Work instruction :: Return the run of lines below that opens with the line containing "let observed = self.snapshot().await;" and closes with the line containing "snapshot we saw", keeping each one exact.

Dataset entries
⁂
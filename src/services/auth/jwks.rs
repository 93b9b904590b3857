//! JWKS model and the shared signing-key cache.
//!
//! Cache policy:
//! - The whole key set is replaced on every refresh; entries are never merged.
//! - A snapshot older than the TTL is not trusted: the next lookup refreshes first.
//! - A `kid` miss forces one refresh, then one more lookup. Never more than one
//!   fetch per lookup.
//! - A failed refresh leaves the previous snapshot in place and is reported.
//! - Concurrent refreshes are serialized; callers that waited on an in-flight
//!   refresh reuse its result instead of fetching again.
use std::{collections::HashMap, sync::Arc, time::Duration};

use async_trait::async_trait;
use chrono::{DateTime, TimeDelta, Utc};
use serde::{Deserialize, Serialize};
use tokio::sync::{Mutex, RwLock};
use tracing::{debug, error, info, warn};
use url::Url;

use crate::services::auth::clock::Clock;
use crate::services::auth::error::KeyCacheError;

/// One published public signing key.
///
/// Only the fields needed to rebuild a verifier are kept; unknown members are ignored.
#[derive(Debug, Clone, PartialEq, Eq, Serialize, Deserialize)]
pub struct Jwk {
    #[serde(default)]
    pub kid: Option<String>,
    /// "EC", "RSA" or "OKP".
    pub kty: String,
    #[serde(default)]
    pub alg: Option<String>,
    #[serde(rename = "use", default, skip_serializing_if = "Option::is_none")]
    pub key_use: Option<String>,
    // EC / OKP
    #[serde(default, skip_serializing_if = "Option::is_none")]
    pub crv: Option<String>,
    #[serde(default, skip_serializing_if = "Option::is_none")]
    pub x: Option<String>,
    #[serde(default, skip_serializing_if = "Option::is_none")]
    pub y: Option<String>,
    // RSA
    #[serde(default, skip_serializing_if = "Option::is_none")]
    pub n: Option<String>,
    #[serde(default, skip_serializing_if = "Option::is_none")]
    pub e: Option<String>,
}

/// JWKS document: `{"keys": [...]}`.
#[derive(Debug, Clone, PartialEq, Eq, Serialize, Deserialize)]
pub struct JwkSet {
    pub keys: Vec<Jwk>,
}

/// Source of the key set. The HTTP implementation is `HttpKeyFetcher`;
/// tests plug in in-memory fetchers.
#[async_trait]
pub trait KeyFetcher: Send + Sync {
    async fn fetch(&self) -> Result<JwkSet, KeyCacheError>;
}

/// Fetches the key set from the identity provider's JWKS endpoint.
#[derive(Debug, Clone)]
pub struct HttpKeyFetcher {
    client: reqwest::Client,
    url: Url,
}

impl HttpKeyFetcher {
    pub fn new(url: Url, timeout: Duration) -> Result<Self, KeyCacheError> {
        if url.scheme() != "https" {
            warn!(%url, "JWKS URL should use HTTPS");
        }

        let client = reqwest::Client::builder()
            .timeout(timeout)
            .pool_idle_timeout(Duration::from_secs(30))
            .build()
            .map_err(|e| KeyCacheError::FetchFailed(format!("failed to build http client: {e}")))?;

        Ok(Self { client, url })
    }

    pub fn url(&self) -> &Url {
        &self.url
    }
}

#[async_trait]
impl KeyFetcher for HttpKeyFetcher {
    async fn fetch(&self) -> Result<JwkSet, KeyCacheError> {
        let response = self
            .client
            .get(self.url.clone())
            .send()
            .await
            .map_err(|e| KeyCacheError::FetchFailed(format!("request failed: {e}")))?;

        let status = response.status();
        if !status.is_success() {
            return Err(KeyCacheError::FetchFailed(format!(
                "JWKS endpoint returned status {status}"
            )));
        }

        response
            .json::<JwkSet>()
            .await
            .map_err(|e| KeyCacheError::FetchFailed(format!("invalid JWKS document: {e}")))
    }
}

/// An immutable, fully-fetched key set. Every key shares `fetched_at`.
#[derive(Debug, Clone)]
pub struct KeySnapshot {
    keys: HashMap<String, Jwk>,
    fetched_at: DateTime<Utc>,
    generation: u64,
}

impl KeySnapshot {
    pub fn get(&self, kid: &str) -> Option<&Jwk> {
        self.keys.get(kid)
    }

    pub fn len(&self) -> usize {
        self.keys.len()
    }

    pub fn fetched_at(&self) -> DateTime<Utc> {
        self.fetched_at
    }

    /// Monotonic refresh counter; bumps on every successful replace.
    pub fn generation(&self) -> u64 {
        self.generation
    }

    pub fn is_stale(&self, now: DateTime<Utc>, ttl: TimeDelta) -> bool {
        now - self.fetched_at > ttl
    }
}

/// Process-wide signing-key cache. Construct once, share behind `Arc`.
pub struct KeyCache {
    fetcher: Arc<dyn KeyFetcher>,
    clock: Arc<dyn Clock>,
    ttl: TimeDelta,
    fetch_timeout: Duration,
    snapshot: RwLock<Option<Arc<KeySnapshot>>>,
    refresh_lock: Mutex<()>,
}

impl std::fmt::Debug for KeyCache {
    fn fmt(&self, f: &mut std::fmt::Formatter<'_>) -> std::fmt::Result {
        f.debug_struct("KeyCache")
            .field("ttl", &self.ttl)
            .field("fetch_timeout", &self.fetch_timeout)
            .finish()
    }
}

impl KeyCache {
    pub const DEFAULT_TTL: Duration = Duration::from_secs(300);

    pub fn new(
        fetcher: Arc<dyn KeyFetcher>,
        clock: Arc<dyn Clock>,
        ttl: Duration,
        fetch_timeout: Duration,
    ) -> Self {
        let ttl = TimeDelta::from_std(ttl).unwrap_or(TimeDelta::MAX);

        Self {
            fetcher,
            clock,
            ttl,
            fetch_timeout,
            snapshot: RwLock::new(None),
            refresh_lock: Mutex::new(()),
        }
    }

    /// Current snapshot, stale or not. `None` until the first successful refresh.
    pub async fn snapshot(&self) -> Option<Arc<KeySnapshot>> {
        self.snapshot.read().await.clone()
    }

    /// Resolve `kid` to a key.
    ///
    /// Fresh hit: no I/O. Otherwise (empty, stale, or unknown `kid`): one refresh
    /// and a single retry against the refreshed set.
    pub async fn get_key(&self, kid: &str) -> Result<Jwk, KeyCacheError> {
        let observed = self.snapshot().await;

        if let Some(snap) = &observed
            && !snap.is_stale(self.clock.now(), self.ttl)
            && let Some(jwk) = snap.get(kid)
        {
            return Ok(jwk.clone());
        }

        let seen = observed.as_ref().map(|s| s.generation());
        let refreshed = self.refresh_after(seen).await?;

        refreshed.get(kid).cloned().ok_or_else(|| {
            warn!(kid, "key id not found in JWKS after refresh");
            KeyCacheError::KeyNotFound(kid.to_string())
        })
    }

    /// Fetch the full key set and replace the snapshot.
    pub async fn refresh(&self) -> Result<Arc<KeySnapshot>, KeyCacheError> {
        let _guard = self.refresh_lock.lock().await;
        self.fetch_and_replace().await
    }

    /// Refresh unless another caller already replaced the snapshot we saw
    /// while we were waiting for the lock.
    async fn refresh_after(&self, seen: Option<u64>) -> Result<Arc<KeySnapshot>, KeyCacheError> {
        let _guard = self.refresh_lock.lock().await;

        if let Some(current) = self.snapshot().await
            && Some(current.generation()) != seen
        {
            debug!(
                generation = current.generation(),
                "JWKS refreshed by a concurrent caller; reusing"
            );
            return Ok(current);
        }

        self.fetch_and_replace().await
    }

    // Caller must hold `refresh_lock`.
    async fn fetch_and_replace(&self) -> Result<Arc<KeySnapshot>, KeyCacheError> {
        let fetched = match tokio::time::timeout(self.fetch_timeout, self.fetcher.fetch()).await {
            Ok(Ok(set)) => set,
            Ok(Err(e)) => {
                error!(error = %e, "JWKS refresh failed; keeping previous key set");
                return Err(e);
            }
            Err(_) => {
                let e = KeyCacheError::FetchFailed(format!(
                    "timed out after {}ms",
                    self.fetch_timeout.as_millis()
                ));
                error!(error = %e, "JWKS refresh failed; keeping previous key set");
                return Err(e);
            }
        };

        let keys: HashMap<String, Jwk> = fetched
            .keys
            .into_iter()
            .filter_map(|jwk| jwk.kid.clone().map(|kid| (kid, jwk)))
            .collect();

        if keys.is_empty() {
            let e = KeyCacheError::FetchFailed("JWKS contains no usable keys".to_string());
            error!(error = %e, "JWKS refresh failed; keeping previous key set");
            return Err(e);
        }

        let mut slot = self.snapshot.write().await;
        let generation = slot.as_ref().map_or(1, |s| s.generation() + 1);
        let snapshot = Arc::new(KeySnapshot {
            keys,
            fetched_at: self.clock.now(),
            generation,
        });
        *slot = Some(snapshot.clone());

        info!(
            keys = snapshot.len(),
            generation,
            fetched_at = %snapshot.fetched_at(),
            "JWKS cache updated"
        );

        Ok(snapshot)
    }
}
⁂
Response ::
        let observed = self.snapshot().await;

        if let Some(snap) = &observed
            && !snap.is_stale(self.clock.now(), self.ttl)
            && let Some(jwk) = snap.get(kid)
        {
            return Ok(jwk.clone());
        }

        let seen = observed.as_ref().map(|s| s.generation());
        let refreshed = self.refresh_after(seen).await?;

        refreshed.get(kid).cloned().ok_or_else(|| {
            warn!(kid, "key id not found in JWKS after refresh");
            KeyCacheError::KeyNotFound(kid.to_string())
        })
    }

    /// Fetch the full key set and replace the snapshot.
    pub async fn refresh(&self) -> Result<Arc<KeySnapshot>, KeyCacheError> {
        let _guard = self.refresh_lock.lock().await;
        self.fetch_and_replace().await
    }

    /// Refresh unless another caller already replaced the snapshot we saw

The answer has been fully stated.